Overtraining can actually hinder muscle growth and strength gains. Without proper rest, your body cannot keep up with repairing and building muscle tissue. That’s why adequate recovery time is crucial.

Muscle Groups Trained

Another factor is which muscle groups you trained in your last session. Large muscle groups like your legs and back require more recovery time than smaller groups like arms and shoulders.

Research shows muscles trained with high volume, such as multiple sets of squats and deadlifts, may require 5-7 days of rest between sessions. While smaller muscle groups like biceps can recover more fully in just 2-3 days.

Volume and Intensity

Your training volume and intensity will also impact how much rest you need. Volume refers to the total number of reps and sets you do per muscle group. Intensity is how heavy you are lifting relative to your 1 rep max.

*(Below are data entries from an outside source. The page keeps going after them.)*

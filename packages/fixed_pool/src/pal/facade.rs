use std::fmt::Debug;
use std::io;
use std::ptr::NonNull;
#[cfg(test)]
use std::sync::Arc;

#[cfg(test)]
use crate::pal::MockPlatform;
use crate::pal::{BUILD_TARGET_PLATFORM, BuildTargetPlatform, Platform};

#[derive(Clone)]
pub(crate) enum PlatformFacade {
    Target(&'static BuildTargetPlatform),

    #[cfg(test)]
    Mock(Arc<MockPlatform>),
}

impl PlatformFacade {
    pub(crate) fn target() -> Self {
        Self::Target(&BUILD_TARGET_PLATFORM)
    }

    #[cfg(test)]
    pub(crate) fn from_mock(mock: MockPlatform) -> Self {
        Self::Mock(Arc::new(mock))
    }
}

impl Platform for PlatformFacade {
    fn page_size(&self) -> usize {
        match self {
            Self::Target(p) => p.page_size(),
            #[cfg(test)]
            Self::Mock(p) => p.page_size(),
        }
    }

    fn map_pages(&self, len: usize) -> io::Result<NonNull<u8>> {
        match self {
            Self::Target(p) => p.map_pages(len),
            #[cfg(test)]
            Self::Mock(p) => p.map_pages(len),
        }
    }

    fn unmap_pages(&self, ptr: NonNull<u8>, len: usize) -> io::Result<()> {
        match self {
            Self::Target(p) => p.unmap_pages(ptr, len),
            #[cfg(test)]
            Self::Mock(p) => p.unmap_pages(ptr, len),
        }
    }
}

impl Debug for PlatformFacade {
    fn fmt(&self, f: &mut std::fmt::Formatter<'_>) -> std::fmt::Result {
        match self {
            Self::Target(p) => p.fmt(f),
            #[cfg(test)]
            Self::Mock(p) => p.fmt(f),
        }
    }
}
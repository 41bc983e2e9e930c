use std::io;
use std::ptr::NonNull;

use windows::Win32::System::Memory::{
    MEM_COMMIT, MEM_RELEASE, MEM_RESERVE, PAGE_READWRITE, VirtualAlloc, VirtualFree,
};
use windows::Win32::System::SystemInformation::{GetSystemInfo, SYSTEM_INFO};

use crate::pal::Platform;

/// Virtual memory operations backed by `VirtualAlloc()` and `VirtualFree()`.
#[derive(Debug)]
pub(crate) struct BuildTargetPlatform;

/// Singleton instance of `BuildTargetPlatform`, used by public API types
/// to hook up to the correct PAL implementation.
pub(crate) static BUILD_TARGET_PLATFORM: BuildTargetPlatform = BuildTargetPlatform;

#[cfg_attr(coverage_nightly, coverage(off))]
impl Platform for BuildTargetPlatform {
    fn page_size(&self) -> usize {
        let mut info = SYSTEM_INFO::default();

        // SAFETY: We pass a valid pointer to a writable SYSTEM_INFO. No other requirements.
        unsafe {
            GetSystemInfo(&raw mut info);
        }

        usize::try_from(info.dwPageSize).expect("u32 always fits in usize on Windows targets")
    }

    fn map_pages(&self, len: usize) -> io::Result<NonNull<u8>> {
        // SAFETY: We request a fresh committed region at an address of the operating system's
        // choosing, so no existing memory is affected. Committed pages are zero-initialized.
        let ptr = unsafe { VirtualAlloc(None, len, MEM_COMMIT | MEM_RESERVE, PAGE_READWRITE) };

        NonNull::new(ptr.cast::<u8>()).ok_or_else(io::Error::last_os_error)
    }

    fn unmap_pages(&self, ptr: NonNull<u8>, _len: usize) -> io::Result<()> {
        // SAFETY: The caller guarantees the region came from map_pages() and that nobody will
        // touch it after this call. MEM_RELEASE requires a size of zero.
        unsafe { VirtualFree(ptr.as_ptr().cast(), 0, MEM_RELEASE) }.map_err(io::Error::from)
    }
}
use std::fmt::Debug;
use std::io;
use std::ptr::NonNull;

/// Virtual memory operations of the operating system that the build is targeting.
///
/// All mappings are private, anonymous and read/write. Nothing we store in a pool is ever
/// executed, so no mapping ever requests execute permission.
#[cfg_attr(test, mockall::automock)]
pub(crate) trait Platform: Debug + Send + Sync + 'static {
    /// The size of a virtual memory page in bytes. Always a power of two.
    fn page_size(&self) -> usize;

    /// Maps `len` bytes of zero-initialized read/write memory.
    ///
    /// `len` is a nonzero multiple of the page size. The returned pointer is page-aligned.
    fn map_pages(&self, len: usize) -> io::Result<NonNull<u8>>;

    /// Unmaps a region previously returned by `map_pages()` with the same `len`.
    ///
    /// The caller must not access the region afterwards.
    fn unmap_pages(&self, ptr: NonNull<u8>, len: usize) -> io::Result<()>;
}
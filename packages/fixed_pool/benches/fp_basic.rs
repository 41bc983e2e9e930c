//! Basic benchmarks for the `fixed_pool` crate, measured against the global allocator.
#![allow(
    missing_docs,
    reason = "No need for API documentation in benchmark code"
)]

use std::hint::black_box;
use std::iter;
use std::ptr::NonNull;
use std::time::Instant;

use criterion::{Criterion, criterion_group, criterion_main};
use fixed_pool::{BlockingLock, FixedPool, GrowthPolicy};

criterion_group!(benches, entrypoint);
criterion_main!(benches);

type TestItem = [u8; 48];
const TEST_VALUE: TestItem = [42; 48];

fn entrypoint(c: &mut Criterion) {
    let mut group = c.benchmark_group("fp_basic");

    group.bench_function("build_empty", |b| {
        b.iter_custom(|iters| {
            let start = Instant::now();

            for _ in 0..iters {
                drop(black_box(FixedPool::<TestItem>::with_capacity(0).unwrap()));
            }

            start.elapsed()
        });
    });

    group.bench_function("build_1024", |b| {
        b.iter_custom(|iters| {
            let start = Instant::now();

            for _ in 0..iters {
                drop(black_box(FixedPool::<TestItem>::with_capacity(1024).unwrap()));
            }

            start.elapsed()
        });
    });

    group.bench_function("malloc_free_spin", |b| {
        b.iter_custom(|iters| {
            let pool = FixedPool::<TestItem>::with_capacity(1).unwrap();

            let start = Instant::now();

            for _ in 0..iters {
                let ptr = black_box(pool.malloc().unwrap());

                // SAFETY: The pointer came from this pool and is not used afterwards.
                unsafe {
                    pool.free(ptr);
                }
            }

            start.elapsed()
        });
    });

    group.bench_function("malloc_free_blocking", |b| {
        b.iter_custom(|iters| {
            let pool = FixedPool::<TestItem>::builder()
                .lock::<BlockingLock>()
                .initial_capacity(1)
                .build()
                .unwrap();

            let start = Instant::now();

            for _ in 0..iters {
                let ptr = black_box(pool.malloc().unwrap());

                // SAFETY: The pointer came from this pool and is not used afterwards.
                unsafe {
                    pool.free(ptr);
                }
            }

            start.elapsed()
        });
    });

    group.bench_function("box_new_drop", |b| {
        b.iter_custom(|iters| {
            let start = Instant::now();

            for _ in 0..iters {
                drop(black_box(Box::new(TEST_VALUE)));
            }

            start.elapsed()
        });
    });

    group.bench_function("grow_single_unit", |b| {
        b.iter_custom(|iters| {
            let pool = FixedPool::<TestItem>::with_capacity(0).unwrap();
            let mut ptrs = Vec::with_capacity(usize::try_from(iters).unwrap());

            let start = Instant::now();

            for _ in 0..iters {
                ptrs.push(black_box(pool.malloc().unwrap()));
            }

            let elapsed = start.elapsed();

            free_all(&pool, ptrs);

            elapsed
        });
    });

    group.bench_function("grow_geometric", |b| {
        b.iter_custom(|iters| {
            let pool = FixedPool::<TestItem>::builder()
                .growth_policy(GrowthPolicy::Geometric)
                .build()
                .unwrap();
            let mut ptrs = Vec::with_capacity(usize::try_from(iters).unwrap());

            let start = Instant::now();

            for _ in 0..iters {
                ptrs.push(black_box(pool.malloc().unwrap()));
            }

            let elapsed = start.elapsed();

            free_all(&pool, ptrs);

            elapsed
        });
    });

    group.bench_function("statistics", |b| {
        b.iter_custom(|iters| {
            let pools = iter::repeat_with(|| FixedPool::<TestItem>::with_capacity(16).unwrap())
                .take(4)
                .collect::<Vec<_>>();

            let start = Instant::now();

            for (_, pool) in (0..iters).zip(pools.iter().cycle()) {
                _ = black_box(pool.statistics());
            }

            start.elapsed()
        });
    });

    group.finish();
}

fn free_all(pool: &FixedPool<TestItem>, ptrs: Vec<NonNull<TestItem>>) {
    for ptr in ptrs {
        // SAFETY: Every pointer came from this pool and is not used afterwards.
        unsafe {
            pool.free(ptr);
        }
    }
}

Higher training volumes and heavier loads require longer recovery periods versus lighter, lower volume sessions. Make sure to adjust your rest days based on your programming and whether you are training closer to muscular endurance or maximum strength.

Your Age

Older adults may require slightly more recovery time compared to younger athletes due to physiological differences. However, the basics remain the same at any age – muscles need at least 48 hours to synthesize new proteins and roughly 72 hours to fully recover between strength sessions.

Nutrition and Lifestyle Factors

Proper nutrition can support faster muscle recovery. Make sure you are eating enough protein and calories to fuel muscle growth. Get adequate sleep, as most muscle repair occurs during sleep. Manage your stress levels, as high cortisol can hinder recovery. Stick to smart programming that has built-in recovery days to avoid overtraining.

Recommended Rest Days

Based on the research, here are some general recommendations for rest days between strength training sessions for optimal muscle growth:

  • 48 hours between sessions for the same muscle groups
  • 72 hours for full recovery of trained muscle groups
  • 5-7 days for major muscle groups trained with high volume like legs
  • Adjust volume and intensity if doing total body workouts to allow for adequate recovery

For a typical “bodybuilder” split hitting each muscle group once per week, you would follow something like this:

Monday: Chest
Tuesday: Back
Wednesday: Rest
Thursday: Shoulders
Friday: Arms
Saturday: Legs
Sunday: Rest

This allows at least 48 hours between training each muscle group again. Legs get 5 days of rest after the high volume of compound lifts like squats and deadlifts. You can customize your split based on your own recovery capacity and which muscle groups you want to prioritize.

Listen to Your Body

While these rest day recommendations are evidence-based guidelines, always listen to your body and understand your own recovery needs. If you are still very sore or fatigued, take an extra day of rest. Recognize the signs of overtraining and be willing to take a deload week if needed. Get sufficient sleep, nutrition and manage life stresses as well.


To maximize muscle growth from strength training, make sure you are providing your muscles adequate recovery time between sessions. Shoot for at least 48 hours of rest for the same muscle groups to optimize muscle protein synthesis. Allow 72 hours for full recovery of trained muscles. Adjust volume and intensity appropriately to prevent overtraining. Follow a smart training split that spaces workouts by muscle groups across the week. Rest days are just as crucial as training days when building muscle, so use recovery time productively.